マリさんから話が聞けないことが分かったので、仲良くなった弟家族の奥さん、フアナさんに相談した。
「ムシェとかってのは聞いたことないけど、この村には、満月に受精をした子供は性に問題があって生まれてくるって言い伝えがあるのよ」。「具体的にどういうことですか?」
フアナさんは勘が鋭く、私の質問の核を的確に捉えてくれる。
「例えば、私の知っているある女性は、月の周期に合わせて、男性の性器が生えてくるの。その時期は女性と一緒にいることを好んでいるわ。そしてまた月が新しい周期に入ると、それがひっこんでなくなっちゃうのよ。彼女は結婚してたんだけど、ちょうど男性性器が生えた時期に旦那にそれが見つかって、旦那は驚いて家を飛び出して行ったきり今も戻って来ないわ」
この村にも彼女のようなケースは多々見られるらしいが、村人は特におかしなことだと感じてはなく、差別などもまったく存在しないそうだ。
「男性が女性みたいにしている所謂“ゲイ”と呼ばれる人達もたくさんいるけど、みんな受け入れちゃってて、ちっとも偏見なんてないわよ」。
フアナさんは続いてクラドール(治す人)の話をしてくれた。
「なんだったら今から家でどんな風にやるかやってみせてあげるわよ」
懐中電灯を使わなければ真っ暗で何も見えないのに、フアナさんの家族は、私が地面が見えないことを不思議そうに何度も“本当に見えないの?”と聞いてくる。私の目も明かりだらけの世界で現代の目になってしまっているのだろうか。

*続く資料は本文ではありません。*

//! API routes module

pub mod health;
pub mod products;

use axum::Router;
use axum_helpers::health_router;

use crate::state::AppState;

/// Create all API routes
pub fn routes(state: &AppState) -> Router {
    Router::new()
        .nest("/products", products::router(state))
        .merge(health::router(state.clone()))
        .merge(health_router(state.config.app))
}

/// Initialize database indexes
pub async fn init_indexes(state: &AppState) -> eyre::Result<()> {
    products::init_indexes(state).await
}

フアナさんの家は新築で、薄型のテレビや冷蔵庫などが無造作に置いてあり、奥には何室か子供部屋が見えた。靴は脱いで上がるようで、仮設玄関にはたくさんのサンダルが散らばっている。
「うちの子でまず卵をやるから見てて」
フアナさんの旦那さんは卵を右手に持ち、イスに座った息子の体を卵で擦り始めた。体の全部分が終わると今度は水の入ったコップを持ってきて、卵を割った。すると、白味の部分から目のような白い空気の玉が現れ、そこから伸びるようにして卵白の紐が歪な形を作った。
「これが“Imagen”(イメージ像)と呼ばれるものよ。クラドールはこれを読んで原因を突き止めるの。大体の頭痛は、他人からの圧力や妬み、悪いエネルギーを受け取ることで起こるの。だからお医者さんに行く前にこれで浄化すると、ほとんどの頭痛は治るわ。本当はこれに、アグアルディエンテス(お酒)とアルバカルという葉っぱも使うんだけどね」。
イメージ像は確かに何かの形を連想させるように浮遊していて、先っぽに付いた“目”と呼ばれる空気の玉は眼球のように見える。色んなクラドールを見てきたが、卵を使う治療を知ったのは初めてのことだった。頭痛の原因は他に霊的なものや恋わずらいがあるという。
マリさんは「それは魔女がやることだ」と言って馬鹿にしていたが、シャダニちゃんが苦しんでいたときに最後の手段としてこの方法を使ったのだから、きっと心の奥底では信じているのであろうと思う。
1日半の短いサポテコ族との滞在は、とても特別なものとなった。明るくておおらかな村の人たち。誰一人写真を拒む人もいなかった。
「素敵な話を一つするわ。この間、シャダニの誕生日会にマリを誘ったの。そしたら時間にやって来たのは彼女の息子で、“お母さんは体調が悪くなって急に来れなくなったから、自分が変わりに来た”と言うの。知らない人を家に入れるのには抵抗があったけど、まぁ気にせずにその時は誕生日会を終えたの。のちに聞いた話によると、サポテコ族の人たちは、誕生日会へ誘われたら、誘われた本人が、その人にとって一番大切な人を代わりに行かせてあげる習慣を持っていたのよ。素敵な人たちじゃない?」
お手伝いさんとこんなにも信頼関係を気づいている家族を私は他に知らない。